Executive Director of the World Food Programme
- In office April 5, 2012 – April 4, 2017
- Secretary General: Ban Ki-moon António Guterres
- Preceded by: Josette Sheeran
- Succeeded by: David Beasley

United States Ambassador to the United Nations Agencies for Food and Agriculture
- In office August 17, 2009 – April 5, 2012
- President: Barack Obama
- Preceded by: Gaddi Vasquez
- Succeeded by: David Lane

Personal details
- Born: 1957 (age 68–69) Chicago, Illinois, U.S.
- Party: Democratic
- Education: University of Illinois, Chicago (BA) University of Georgia (JD)

= Ertharin Cousin =

American lawyer (born 1957)

Ertharin Cousin (born 1957) is an American lawyer who served as the twelfth executive director of the United Nations World Food Programme from 2012 to 2017. Following the completion of her term, Cousin became Payne Distinguished Professor at Stanford University's Freeman Spogli Institute for International Studies, distinguished fellow at the Center on Food Security and the Environment and the Center on Democracy, Development and the Rule of Law, accepted an appointment as a distinguished fellow with the Chicago Council on Global Affairs, and became a trustee on the UK based Power of Nutrition Board of Directors.

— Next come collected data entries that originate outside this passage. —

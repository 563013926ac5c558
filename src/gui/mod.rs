/*!
Desktop dashboard.

- `app`: the eframe application, side panel and graph view.
- `fabric_graph`: the `egui_graphs` view of the fabric, reconciled in place on recomputation.
- `panels`: tables and small widgets used by the side panel.
*/

pub mod app;
pub mod fabric_graph;
pub mod panels;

Cousin served from 2009 to 2012 under President Barack Obama as the United States Ambassador to the United Nations Agencies for Food and Agriculture, serving in Rome, Italy, and chief of the United States Mission to the UN Agencies in Rome. Before that, she worked in a variety of public and private sector positions, first as a Democratic Party official, later specializing in the food industry and related charities from the late 1990s on. In 2014, Cousin was ranked number 45th on the Forbes list of the World's 100 Most Powerful Women and she was named to the Time 100 most influential people in the world list.

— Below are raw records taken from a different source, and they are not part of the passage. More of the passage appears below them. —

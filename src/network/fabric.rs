use std::collections::HashMap;

use ipnetwork::Ipv4Network;
use petgraph::{
    stable_graph::{NodeIndex, StableUnGraph},
    visit::EdgeRef,
};
use serde::{Deserialize, Serialize};
use thiserror::Error;

use crate::{
    config::FabricConfig,
    network::{
        link::{Link, LinkCost, LinkSpec},
        node::{Node, NodeId, Role},
    },
};

/// Malformed topology. Raised while the fabric is built, before any route is computed.
#[derive(Debug, Clone, PartialEq, Eq, Error)]
pub enum ConfigurationError {
    #[error("duplicate node identifier: {0}")]
    DuplicateNode(NodeId),
    #[error("link {link} references unknown node {node}")]
    UnknownNode { link: String, node: String },
    #[error("link {link} has invalid cost {cost} (costs must be between 1 and {max})", max = LinkCost::MAX)]
    InvalidCost { link: String, cost: i64 },
    #[error("link {0} connects a node to itself")]
    SelfLoop(String),
    #[error("node {0} does not exist")]
    NodeNotFound(NodeId),
    #[error("address pool {pool} has no host #{index}")]
    AddressPoolExhausted { pool: Ipv4Network, index: u32 },
}

/// Topology as handed over by a topology file or another collaborator.
#[derive(Debug, Clone, Default, PartialEq, Eq, Serialize, Deserialize)]
pub struct TopologySpec {
    #[serde(default)]
    pub nodes: Vec<Node>,
    #[serde(default)]
    pub links: Vec<LinkSpec>,
}

/// The underlay topology graph, the single source of truth for every derived structure.
///
/// Nodes live in a stable undirected graph so that removing a node or a link never
/// invalidates the indices held in `node_id_to_index_map`. Every value of this type is
/// valid: ids are unique, links only reference existing nodes and every cost is >= 1.
#[derive(Debug, Clone, Default)]
pub struct Fabric {
    graph: StableUnGraph<Node, Link>,
    node_id_to_index_map: HashMap<NodeId, NodeIndex>,
}

fn validate_cost(link: &LinkSpec, cost: i64) -> Result<LinkCost, ConfigurationError> {
    match LinkCost::try_from(cost) {
        Ok(cost) if cost >= 1 => Ok(cost),
        _ => Err(ConfigurationError::InvalidCost {
            link: link.label(),
            cost,
        }),
    }
}

impl TryFrom<&LinkSpec> for Link {
    type Error = ConfigurationError;

    fn try_from(spec: &LinkSpec) -> Result<Self, Self::Error> {
        let cost = validate_cost(spec, spec.cost)?;
        let reverse_cost = spec
            .reverse_cost
            .map(|reverse| validate_cost(spec, reverse))
            .transpose()?;
        Ok(Link {
            a: NodeId::from(spec.a.as_str()),
            b: NodeId::from(spec.b.as_str()),
            cost,
            reverse_cost,
        })
    }
}

impl Fabric {
    pub fn new() -> Self {
        Self::default()
    }

    /// Validate a topology description and build the graph from it.
    pub fn from_spec(spec: &TopologySpec) -> Result<Self, ConfigurationError> {
        let mut fabric = Fabric::new();
        for node in &spec.nodes {
            fabric.add_node(node.clone())?;
        }
        for link in &spec.links {
            fabric.add_link(Link::try_from(link)?)?;
        }
        Ok(fabric)
    }

    /// Build a two-tier Clos fabric: spines `S1..Sn`, leaves `L1..Lm`, every spine linked to
    /// every leaf. Node `i` (spines first) gets host `i` of the loopback pool, leaf `i` gets
    /// host `spines + i` of the VTEP pool.
    pub fn spine_leaf(config: &FabricConfig) -> Result<Self, ConfigurationError> {
        let nth = |pool: Ipv4Network, index: u32| {
            pool.nth(index)
                .ok_or(ConfigurationError::AddressPoolExhausted { pool, index })
        };

        let mut fabric = Fabric::new();
        for i in 1..=config.spines {
            let node = Node::new(format!("S{i}"), Role::Spine)
                .with_loopback(nth(config.loopback_pool, i)?);
            fabric.add_node(node)?;
        }
        for i in 1..=config.leaves {
            let index = config.spines + i;
            let node = Node::new(format!("L{i}"), Role::Leaf)
                .with_loopback(nth(config.loopback_pool, index)?)
                .with_vtep_ip(nth(config.vtep_pool, index)?);
            fabric.add_node(node)?;
        }

        for s in 1..=config.spines {
            for l in 1..=config.leaves {
                fabric.add_link(Link::new(format!("S{s}"), format!("L{l}"), config.spine_leaf_cost))?;
            }
        }
        if let Some(cost) = config.spine_spine_cost {
            for s1 in 1..=config.spines {
                for s2 in (s1 + 1)..=config.spines {
                    fabric.add_link(Link::new(format!("S{s1}"), format!("S{s2}"), cost))?;
                }
            }
        }
        Ok(fabric)
    }

    pub fn add_node(&mut self, node: Node) -> Result<(), ConfigurationError> {
        if self.node_id_to_index_map.contains_key(&node.id) {
            return Err(ConfigurationError::DuplicateNode(node.id));
        }
        let id = node.id.clone();
        let index = self.graph.add_node(node);
        self.node_id_to_index_map.insert(id, index);
        Ok(())
    }

    pub fn add_link(&mut self, link: Link) -> Result<(), ConfigurationError> {
        let label = format!("{}-{}", link.a, link.b);
        if link.a == link.b {
            return Err(ConfigurationError::SelfLoop(label));
        }
        for cost in std::iter::once(link.cost).chain(link.reverse_cost) {
            if cost < 1 {
                return Err(ConfigurationError::InvalidCost {
                    link: label,
                    cost: i64::from(cost),
                });
            }
        }
        let index_of = |id: &NodeId| {
            self.node_id_to_index_map
                .get(id)
                .copied()
                .ok_or_else(|| ConfigurationError::UnknownNode {
                    link: label.clone(),
                    node: id.to_string(),
                })
        };
        let a = index_of(&link.a)?;
        let b = index_of(&link.b)?;
        self.graph.add_edge(a, b, link);
        Ok(())
    }

    /// Remove a node together with all of its links.
    pub fn remove_node(&mut self, id: &NodeId) -> Result<Node, ConfigurationError> {
        let index = self
            .node_id_to_index_map
            .remove(id)
            .ok_or_else(|| ConfigurationError::NodeNotFound(id.clone()))?;
        self.graph
            .remove_node(index)
            .ok_or_else(|| ConfigurationError::NodeNotFound(id.clone()))
    }

    /// Drop every link touching `id` but keep the node. Returns the number of links removed.
    pub fn disconnect_node(&mut self, id: &NodeId) -> Result<usize, ConfigurationError> {
        let index = *self
            .node_id_to_index_map
            .get(id)
            .ok_or_else(|| ConfigurationError::NodeNotFound(id.clone()))?;
        let edges: Vec<_> = self.graph.edges(index).map(|edge| edge.id()).collect();
        for edge in &edges {
            let _ = self.graph.remove_edge(*edge);
        }
        Ok(edges.len())
    }

    pub fn contains(&self, id: &NodeId) -> bool {
        self.node_id_to_index_map.contains_key(id)
    }

    pub fn node(&self, id: &NodeId) -> Option<&Node> {
        self.node_id_to_index_map
            .get(id)
            .and_then(|index| self.graph.node_weight(*index))
    }

    pub fn node_count(&self) -> usize {
        self.node_id_to_index_map.len()
    }

    /// Nodes sorted by id.
    pub fn nodes(&self) -> Vec<&Node> {
        let mut nodes: Vec<&Node> = self
            .graph
            .node_indices()
            .filter_map(|index| self.graph.node_weight(index))
            .collect();
        nodes.sort_by(|this, other| this.id.cmp(&other.id));
        nodes
    }

    /// Links sorted by endpoints.
    pub fn links(&self) -> Vec<&Link> {
        let mut links: Vec<&Link> = self
            .graph
            .edge_indices()
            .filter_map(|index| self.graph.edge_weight(index))
            .collect();
        links.sort_by(|this, other| (&this.a, &this.b, this.cost).cmp(&(&other.a, &other.b, other.cost)));
        links
    }

    /// Links incident to `id`, in no particular order.
    pub fn links_of(&self, id: &NodeId) -> Vec<&Link> {
        match self.node_id_to_index_map.get(id) {
            Some(index) => self.graph.edges(*index).map(|edge| edge.weight()).collect(),
            None => Vec::new(),
        }
    }

    /// Neighbors of `id` with the cost seen from `id`, sorted by neighbor id.
    pub fn neighbors(&self, id: &NodeId) -> Vec<(&NodeId, LinkCost)> {
        let mut neighbors: Vec<(&NodeId, LinkCost)> = self
            .links_of(id)
            .into_iter()
            .filter_map(|link| Some((link.peer_of(id)?, link.cost_from(id)?)))
            .collect();
        neighbors.sort();
        neighbors
    }

    /// Cost of the cheapest link from `a` to `b`, if they are adjacent.
    pub fn link_cost(&self, a: &NodeId, b: &NodeId) -> Option<LinkCost> {
        self.links_of(a)
            .into_iter()
            .filter(|link| link.peer_of(a) == Some(b))
            .filter_map(|link| link.cost_from(a))
            .min()
    }

    /// Underlying graph, used by the dashboard to draw the fabric.
    pub fn graph(&self) -> &StableUnGraph<Node, Link> {
        &self.graph
    }

    pub fn to_spec(&self) -> TopologySpec {
        TopologySpec {
            nodes: self.nodes().into_iter().cloned().collect(),
            links: self.links().into_iter().map(LinkSpec::from).collect(),
        }
    }
}

#[cfg(test)]
mod tests {
    use super::*;

    fn spec(nodes: &[&str], links: &[(&str, &str, i64)]) -> TopologySpec {
        TopologySpec {
            nodes: nodes.iter().map(|id| Node::new(*id, Role::Host)).collect(),
            links: links
                .iter()
                .map(|(a, b, cost)| LinkSpec::new(*a, *b, *cost))
                .collect(),
        }
    }

    #[test]
    fn test_duplicate_node_is_rejected() {
        let err = Fabric::from_spec(&spec(&["A", "B", "A"], &[])).unwrap_err();
        assert_eq!(err, ConfigurationError::DuplicateNode("A".into()));
    }

    #[test]
    fn test_unknown_node_is_reported_with_link() {
        let err = Fabric::from_spec(&spec(&["A"], &[("A", "Z", 1)])).unwrap_err();
        assert_eq!(
            err,
            ConfigurationError::UnknownNode {
                link: "A-Z".to_string(),
                node: "Z".to_string()
            }
        );
    }

    #[test]
    fn test_negative_and_zero_costs_are_rejected() {
        let err = Fabric::from_spec(&spec(&["A", "B"], &[("A", "B", -4)])).unwrap_err();
        assert!(matches!(err, ConfigurationError::InvalidCost { cost: -4, .. }));

        let err = Fabric::from_spec(&spec(&["A", "B"], &[("A", "B", 0)])).unwrap_err();
        assert!(matches!(err, ConfigurationError::InvalidCost { cost: 0, .. }));

        let mut asym = spec(&["A", "B"], &[("A", "B", 1)]);
        asym.links[0].reverse_cost = Some(-1);
        assert!(matches!(
            Fabric::from_spec(&asym),
            Err(ConfigurationError::InvalidCost { cost: -1, .. })
        ));
    }

    #[test]
    fn test_self_loop_is_rejected() {
        let err = Fabric::from_spec(&spec(&["A"], &[("A", "A", 1)])).unwrap_err();
        assert_eq!(err, ConfigurationError::SelfLoop("A-A".to_string()));
    }

    #[test]
    fn test_spine_leaf_builder() {
        let config = FabricConfig {
            spines: 2,
            leaves: 3,
            ..FabricConfig::default()
        };
        let fabric = Fabric::spine_leaf(&config).unwrap();

        assert_eq!(fabric.node_count(), 5);
        assert_eq!(fabric.links().len(), 6);
        let l1 = fabric.node(&"L1".into()).unwrap();
        assert_eq!(l1.role, Role::Leaf);
        assert_eq!(l1.loopback, Some("10.255.0.3".parse().unwrap()));
        assert_eq!(l1.vtep_ip, Some("10.0.0.3".parse().unwrap()));
        let s2 = fabric.node(&"S2".into()).unwrap();
        assert_eq!(s2.loopback, Some("10.255.0.2".parse().unwrap()));
        assert_eq!(s2.vtep_ip, None);

        let neighbors: Vec<_> = fabric
            .neighbors(&"L2".into())
            .into_iter()
            .map(|(id, cost)| (id.to_string(), cost))
            .collect();
        assert_eq!(neighbors, vec![("S1".to_string(), 10), ("S2".to_string(), 10)]);
    }

    #[test]
    fn test_spine_leaf_pool_exhaustion() {
        let config = FabricConfig {
            spines: 2,
            leaves: 3,
            loopback_pool: "10.255.0.0/30".parse().unwrap(),
            ..FabricConfig::default()
        };
        assert!(matches!(
            Fabric::spine_leaf(&config),
            Err(ConfigurationError::AddressPoolExhausted { index: 4, .. })
        ));
    }

    #[test]
    fn test_disconnect_and_remove_node() {
        let mut fabric =
            Fabric::from_spec(&spec(&["A", "B", "C"], &[("A", "B", 1), ("B", "C", 2)])).unwrap();

        assert_eq!(fabric.disconnect_node(&"B".into()).unwrap(), 2);
        assert!(fabric.contains(&"B".into()));
        assert!(fabric.links().is_empty());

        let removed = fabric.remove_node(&"C".into()).unwrap();
        assert_eq!(removed.id, NodeId::from("C"));
        assert!(!fabric.contains(&"C".into()));
        assert_eq!(
            fabric.remove_node(&"C".into()),
            Err(ConfigurationError::NodeNotFound("C".into()))
        );
    }

    #[test]
    fn test_link_cost_prefers_cheapest_parallel_link() {
        let mut fabric = Fabric::from_spec(&spec(&["A", "B"], &[("A", "B", 5)])).unwrap();
        fabric.add_link(Link::asymmetric("B", "A", 9, 2)).unwrap();

        assert_eq!(fabric.link_cost(&"A".into(), &"B".into()), Some(2));
        assert_eq!(fabric.link_cost(&"B".into(), &"A".into()), Some(5));
        assert_eq!(fabric.link_cost(&"A".into(), &"C".into()), None);
    }

    #[test]
    fn test_spec_export_reimports() {
        let original = spec(&["A", "B"], &[("A", "B", 4)]);
        let fabric = Fabric::from_spec(&original).unwrap();
        let exported = fabric.to_spec();
        assert_eq!(exported, original);
    }
}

==Early life and education==
Cousin grew up in the Lawndale neighborhood of Chicago, Illinois, along with her three sisters. Her mother, Annie Cousin, worked in the social services field and her father often engaged in volunteer community development work. In 1971, she was one of 300 female freshmen and 86 sophomores to enter Lane Technical High School, Chicago's top-rated high school of 5,000-plus students that had been all-male until that fall. She graduated in 1975.

Cousin earned a B.A. degree from the University of Illinois at Chicago in 1979 and a J.D. degree from the University of Georgia School of Law in 1982. At the University of Georgia School of Law, she studied international law under professor, and former U.S. Secretary of State, Dean Rusk.

Cousin worked in Illinois as assistant attorney general and Western Regional Office director for the Illinois Attorney General's office and as deputy director of the Chicago Ethics Board. In the private sector she was director of governmental affairs for AT&T.

==Washington years==
Cousin moved to Washington, D.C., and during 1993 worked as deputy chief of staff for the Democratic National Committee. She joined the Clinton administration in 1994 as the White House liaison at the U.S. State Department. There she received a Meritorious Service Award. She served as senior advisor to the Secretary of State during the 1996 Olympic Games.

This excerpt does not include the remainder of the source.